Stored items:
-- Opening Marker --

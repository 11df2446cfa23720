use std::collections::HashSet;
use std::sync::Arc;
use std::time::Duration;

use colod_types::PeerMessage;
use tokio::sync::{broadcast, Mutex};
use tracing::trace;

use crate::transport::{GroupDelivery, GroupTransport};

const RETRANSMIT_INTERVAL: Duration = Duration::from_millis(100);
const EVENTS_CAPACITY: usize = 64;

#[derive(Debug, Clone, Copy)]
pub enum GroupEvent {
    Delivered { msg: PeerMessage, from_self: bool },
    PeerLeft,
}

/// Wraps a [`GroupTransport`] with the retransmission discipline described in the
/// peer protocol: every `send` is re-broadcast every 100 ms until the adapter has
/// observed its own message delivered back to itself, at which point the
/// pending-retransmit flag clears. Repeated `send` of an already-pending message is a
/// no-op beyond the flag already being set.
pub struct GroupAdapter {
    transport: Arc<dyn GroupTransport>,
    pending: Mutex<HashSet<PeerMessage>>,
    events_tx: broadcast::Sender<GroupEvent>,
}

impl GroupAdapter {
    pub fn new(transport: Arc<dyn GroupTransport>) -> Arc<Self> {
        let (events_tx, _) = broadcast::channel(EVENTS_CAPACITY);
        let this = Arc::new(Self {
            transport,
            pending: Mutex::new(HashSet::new()),
            events_tx,
        });

        tokio::spawn(Self::deliver_task(this.clone()));
        tokio::spawn(Self::retransmit_task(this.clone()));

        this
    }

    /// Marks `msg` pending-retransmit (idempotently) and sends it once immediately;
    /// the retransmit task takes over from there.
    pub async fn send(&self, msg: PeerMessage) {
        self.pending.lock().await.insert(msg);
        self.transport.send_raw(msg.to_tag());
    }

    pub fn events(&self) -> broadcast::Receiver<GroupEvent> {
        self.events_tx.subscribe()
    }

    async fn deliver_task(this: Arc<Self>) {
        let mut deliveries = this.transport.subscribe();
        loop {
            match deliveries.recv().await {
                Ok(GroupDelivery::Message { tag, from_self }) => {
                    let Some(msg) = PeerMessage::from_tag(tag) else {
                        trace!(tag, "unrecognised peer message tag");
                        continue;
                    };
                    if from_self {
                        this.pending.lock().await.remove(&msg);
                    }
                    let _ = this.events_tx.send(GroupEvent::Delivered { msg, from_self });
                }
                Ok(GroupDelivery::PeerLeft) => {
                    let _ = this.events_tx.send(GroupEvent::PeerLeft);
                }
                Err(broadcast::error::RecvError::Lagged(_)) => continue,
                Err(broadcast::error::RecvError::Closed) => break,
            }
        }
    }

    async fn retransmit_task(this: Arc<Self>) {
        let mut ticker = tokio::time::interval(RETRANSMIT_INTERVAL);
        loop {
            ticker.tick().await;
            let pending: Vec<PeerMessage> = this.pending.lock().await.iter().copied().collect();
            for msg in pending {
                this.transport.send_raw(msg.to_tag());
            }
        }
    }
}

-- Closing Marker --

ASSIGNMENT → Will you return exactly the lines above from the one with "pub fn new(transport: Arc<dyn" down to the one with "async fn deliver_task(this: Arc<Self>)", counting both as part of the range?

OUTPUT →
    pub fn new(transport: Arc<dyn GroupTransport>) -> Arc<Self> {
        let (events_tx, _) = broadcast::channel(EVENTS_CAPACITY);
        let this = Arc::new(Self {
            transport,
            pending: Mutex::new(HashSet::new()),
            events_tx,
        });

        tokio::spawn(Self::deliver_task(this.clone()));
        tokio::spawn(Self::retransmit_task(this.clone()));

        this
    }

    /// Marks `msg` pending-retransmit (idempotently) and sends it once immediately;
    /// the retransmit task takes over from there.
    pub async fn send(&self, msg: PeerMessage) {
        self.pending.lock().await.insert(msg);
        self.transport.send_raw(msg.to_tag());
    }

    pub fn events(&self) -> broadcast::Receiver<GroupEvent> {
        self.events_tx.subscribe()
    }

    async fn deliver_task(this: Arc<Self>) {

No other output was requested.